Huit heure trente de mardi, note pluvieuse
J'ai envie d'écrire, les phrases vont et viennent tout le temps mais dès que je me pose vraiment. C'est vide. Je n'aime pas vraiment le mois de juin, débordé et pluvieux. Cette vieille impression d'être privée de liberté, liberté de craquer boire dépenser danser dormir jusqu'à n'en plus finir. Liberté d'aimer, liberté d'avoir le droit d'exiger que quelque chose de bien se passe. Liberté d'insulter et balancer que les mecs c'est tous des cons mais crotte, pourquoi toujours me prendre dans les filets.

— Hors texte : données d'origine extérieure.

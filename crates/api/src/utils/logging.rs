use std::time::Duration;

use talkreport_domain::TalkReportError;
use tracing::{info, warn};
use tracing_subscriber::EnvFilter;

/// Install the global `tracing` subscriber.
///
/// `RUST_LOG` wins when set; otherwise `default_level` applies to every
/// target. `json` switches to one JSON object per line.
pub fn init_tracing(default_level: &str, json: bool) {
    let filter = EnvFilter::try_from_default_env().unwrap_or_else(|_| EnvFilter::new(default_level));
    let builder = tracing_subscriber::fmt().with_env_filter(filter).with_writer(std::io::stderr);

    // A second init (tests, embedding) keeps the first subscriber.
    let _ = if json { builder.json().try_init() } else { builder.try_init() };
}

/// Log the outcome of a command execution with structured fields.
///
/// `command` is a stable identifier such as `"send::bulk"`; never pass
/// report content or tokens in it.
#[inline]
pub fn log_command_execution(command: &str, elapsed: Duration, error: Option<&TalkReportError>) {
    let duration_ms = elapsed.as_millis() as u64;

    match error {
        None => info!(command, duration_ms, "command_execution_success"),
        Some(err) => {
            warn!(command, duration_ms, error_type = error_label(err), "command_execution_failure");
        }
    }
}

/// Convert a `TalkReportError` into a stable label suitable for logging.
#[inline]
pub fn error_label(error: &TalkReportError) -> &'static str {
    match error {
        TalkReportError::Database(_) => "database",
        TalkReportError::Config(_) => "config",
        TalkReportError::Network(_) => "network",
        TalkReportError::Auth(_) => "auth",
        TalkReportError::Credentials(_) => "credentials",
        TalkReportError::Export(_) => "export",
        TalkReportError::NotFound(_) => "not_found",
        TalkReportError::InvalidInput(_) => "invalid_input",
        TalkReportError::Internal(_) => "internal",
    }
}
//! Shared helpers for commands and the binary

pub mod command_helpers;
pub mod logging;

Des histoires passées me rattrapent de temps à autre, pour une raison ou pour une autre. Des histoires présentes sont étranges, goût artificiel ou peut-être juste moi qui ai un soucis avec le mot "histoire" - encore un autre mot qui me turlupine. Parfois quand je tombe sur des mots que j'ai écrits, amoureuse, je me dis Waouh purée chouette cacahouète. J'aimerais bien me résoudre à arrêter de me battre contre l'attachement, je m'enfuis souvent à chaque fois que quelque chose semble pouvoir durer. De toutes façons on s'en tape, je suis maso alors.
L'allemand me manque.
Les cafés de dimanche aprèm sont seuls, lonely town.